I have been sitting with the knowledge of a long term dream of mine come true for a few weeks now.
It’s a bit of a weird, specific type of dream, in a niche part of the already niche-d out world we all inhabit. The music business is full of little corners of opportunity, those corners sitting right next to dead ends and wrong ways and all the stuff that keeps musicians wondering, “What are we even doing?” when we have coffee together for moral support and inevitably sigh and make a pact to keep doing “it,” whatever “it” is.
I am a long time purveyor of acoustic singer-songwriter type songs. I have done it since high school, and I have written with my folk writing heroes on my shoulder since way back then. I value that education, hours spent absorbing and dissecting some of the world’s greatest songwriters.
When my tastes shifted in my late-20’s to OHMIGOD POP MUSIC…I kept those worlds a little separate. Play acoustic guitar, keep erudite folk tastes, listen to pop music in the car. Taylor Swift’s Red album (her country-folk-pop hybrid project) was really one of the first to merge the two worlds for me, and I realized a pop song’s heart is in the melody and the emotion, not necessarily the amount of bass and synth added onto it. (But bass and synth are important, don’t get me wrong).
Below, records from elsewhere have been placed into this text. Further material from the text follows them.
use chrono::{DateTime, Utc};

#[cfg(feature = "serde")]
use serde::{Deserialize, Serialize};

use crate::clock::Clock;
use crate::domain::Entity;
use crate::error::ValidationError;
use crate::validation::{self, MAX_DESCRIPTION_LENGTH, MAX_ID_LENGTH};

/// A scheduled meeting, optionally tied to a project and a task.
///
/// The date must not be in the past when it is set. `DateTime<Utc>` is `Copy`,
/// so callers always receive their own value and can never alias the stored one.
#[derive(Debug, PartialEq, Eq)]
#[cfg_attr(feature = "serde", derive(Serialize, Deserialize))]
#[cfg_attr(
    feature = "serde",
    serde(rename_all = "camelCase", try_from = "AppointmentRecord")
)]
pub struct Appointment {
    appointment_id: String,
    appointment_date: DateTime<Utc>,
    description: String,
    project_id: Option<String>,
    task_id: Option<String>,
}

#[derive(Debug, Clone, PartialEq, Eq)]
pub struct AppointmentFields {
    pub appointment_date: Option<DateTime<Utc>>,
    pub description: String,
    pub project_id: Option<String>,
    pub task_id: Option<String>,
}

impl AppointmentFields {
    pub fn new(appointment_date: DateTime<Utc>, description: impl Into<String>) -> Self {
        Self {
            appointment_date: Some(appointment_date),
            description: description.into(),
            project_id: None,
            task_id: None,
        }
    }

    pub fn with_project_id(mut self, project_id: impl Into<String>) -> Self {
        self.project_id = Some(project_id.into());
        self
    }

    pub fn with_task_id(mut self, task_id: impl Into<String>) -> Self {
        self.task_id = Some(task_id.into());
        self
    }
}

impl Appointment {
    pub fn new(
        appointment_id: &str,
        appointment_date: DateTime<Utc>,
        description: &str,
        clock: &dyn Clock,
    ) -> Result<Self, ValidationError> {
        Appointment::with_fields(
            appointment_id,
            AppointmentFields::new(appointment_date, description),
            clock,
        )
    }

    pub fn with_fields(
        appointment_id: &str,
        fields: AppointmentFields,
        clock: &dyn Clock,
    ) -> Result<Self, ValidationError> {
        let appointment_id = normalize_id(appointment_id)?;
        let appointment_date =
            validation::validate_date_not_past(fields.appointment_date, "appointmentDate", clock)?;
        Appointment::assemble(appointment_id, appointment_date, &fields)
    }

    /// Rebuilds an appointment from previously accepted state without judging
    /// its date against the clock.
    pub(crate) fn restore(
        appointment_id: &str,
        fields: AppointmentFields,
    ) -> Result<Self, ValidationError> {
        let appointment_id = normalize_id(appointment_id)?;
        let appointment_date =
            validation::validate_not_null(fields.appointment_date, "appointmentDate")?;
        Appointment::assemble(appointment_id, appointment_date, &fields)
    }

    fn assemble(
        appointment_id: String,
        appointment_date: DateTime<Utc>,
        fields: &AppointmentFields,
    ) -> Result<Self, ValidationError> {
        Ok(Self {
            appointment_id,
            appointment_date,
            description: normalize_description(&fields.description)?,
            project_id: validation::validate_optional_id(fields.project_id.as_deref(), "projectId")?,
            task_id: validation::validate_optional_id(fields.task_id.as_deref(), "taskId")?,
        })
    }

    pub fn appointment_id(&self) -> &str {
        &self.appointment_id
    }

    pub fn appointment_date(&self) -> DateTime<Utc> {
        self.appointment_date
    }

    pub fn description(&self) -> &str {
        &self.description
    }

    pub fn project_id(&self) -> Option<&str> {
        self.project_id.as_deref()
    }

    pub fn task_id(&self) -> Option<&str> {
        self.task_id.as_deref()
    }

    pub fn set_appointment_date(
        &mut self,
        appointment_date: DateTime<Utc>,
        clock: &dyn Clock,
    ) -> Result<(), ValidationError> {
        self.appointment_date =
            validation::validate_date_not_past(Some(appointment_date), "appointmentDate", clock)?;
        Ok(())
    }

    pub fn set_description(&mut self, description: &str) -> Result<(), ValidationError> {
        self.description = normalize_description(description)?;
        Ok(())
    }

    pub fn set_project_id(&mut self, project_id: Option<&str>) -> Result<(), ValidationError> {
        self.project_id = validation::validate_optional_id(project_id, "projectId")?;
        Ok(())
    }

    pub fn set_task_id(&mut self, task_id: Option<&str>) -> Result<(), ValidationError> {
        self.task_id = validation::validate_optional_id(task_id, "taskId")?;
        Ok(())
    }

    /// Replaces all mutable fields, or none of them if any value is invalid.
    ///
    /// An unchanged date is kept even if it has since passed.
    pub fn update(
        &mut self,
        fields: AppointmentFields,
        clock: &dyn Clock,
    ) -> Result<(), ValidationError> {
        let appointment_date = if fields.appointment_date == Some(self.appointment_date) {
            self.appointment_date
        } else {
            validation::validate_date_not_past(fields.appointment_date, "appointmentDate", clock)?
        };
        let description = normalize_description(&fields.description)?;
        let project_id = validation::validate_optional_id(fields.project_id.as_deref(), "projectId")?;
        let task_id = validation::validate_optional_id(fields.task_id.as_deref(), "taskId")?;

        self.appointment_date = appointment_date;
        self.description = description;
        self.project_id = project_id;
        self.task_id = task_id;
        Ok(())
    }

    pub fn copy(&self) -> Result<Self, ValidationError> {
        if self.appointment_id.is_empty() || self.description.is_empty() {
            return Err(ValidationError::CorruptCopySource {
                entity: "appointment",
            });
        }
        Appointment::restore(
            &self.appointment_id,
            AppointmentFields {
                appointment_date: Some(self.appointment_date),
                description: self.description.clone(),
                project_id: self.project_id.clone(),
                task_id: self.task_id.clone(),
            },
        )
    }
}

impl Entity for Appointment {
    type Fields = AppointmentFields;

    const KIND: &'static str = "Appointment";
    const ID_LABEL: &'static str = "appointmentId";

    fn id(&self) -> &str {
        &self.appointment_id
    }

    fn apply(
        &mut self,
        fields: AppointmentFields,
        clock: &dyn Clock,
    ) -> Result<(), ValidationError> {
        self.update(fields, clock)
    }

    fn copy(&self) -> Result<Self, ValidationError> {
        Appointment::copy(self)
    }
}

fn normalize_id(appointment_id: &str) -> Result<String, ValidationError> {
    validation::validate_trimmed_length(appointment_id, "appointmentId", 1, MAX_ID_LENGTH)
}

fn normalize_description(description: &str) -> Result<String, ValidationError> {
    validation::validate_trimmed_length(description, "description", 1, MAX_DESCRIPTION_LENGTH)
}

#[cfg(feature = "serde")]
#[derive(Deserialize)]
#[serde(rename_all = "camelCase")]
struct AppointmentRecord {
    appointment_id: String,
    appointment_date: Option<DateTime<Utc>>,
    description: String,
    #[serde(default)]
    project_id: Option<String>,
    #[serde(default)]
    task_id: Option<String>,
}

#[cfg(feature = "serde")]
impl TryFrom<AppointmentRecord> for Appointment {
    type Error = ValidationError;

    fn try_from(record: AppointmentRecord) -> Result<Self, Self::Error> {
        Appointment::restore(
            &record.appointment_id,
            AppointmentFields {
                appointment_date: record.appointment_date,
                description: record.description,
                project_id: record.project_id,
                task_id: record.task_id,
            },
        )
    }
}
I kept listening to Gaga and Taylor and Betty Who and Imogen Heap and Carly Rae Jepsen and I of course kept writing songs. Sure enough, over the months and years, the melodies coming from my head and out of my mouth got more pop-oriented. Verse structures changed a little (after a lot of studying…it is so hard to break out of the rule of 4 lines everywhere in folk music).
While Rihanna would not walk in and yell “THAT IS A HIT!” (I mean, maybe she would I don’t know Rihanna)…my sound changed because I was listening to what I loved…and through song osmosis (songmosis), it bled into my work.
In person and on the social medias, my pop obsessions were met with some support, mostly general amusement, and some occasional comments in the “why do you listen to that sh*t” vein. Comments which, Dear Reader, if I had as thick of skin as I wish I had, would bounce right off. My thin skinned pleaser self sometimes had a hard time embracing loving something so much and having the music-centered folk around me dismiss it, or actively diss it. Then my friends would ask why I cared so much about what they thought anyway, which made me care MORE. Kind of hard to really make free art when you’re thinking about that. I’ve gotten better at doing my thing over the years, and it bothers me less, most of the time…usually.
Writing a folk-pop melody on guitar and transferring that to a recording…that’s a whole other big long process. One I initially thought was unobtainable. I didn’t really know someone interested in making that music with me, and I was weirdly too scared/intimidated to ask around about it. Enter fate and Mark Addison, a great producer with a fantastic pop ear and the synths to match. We got to work.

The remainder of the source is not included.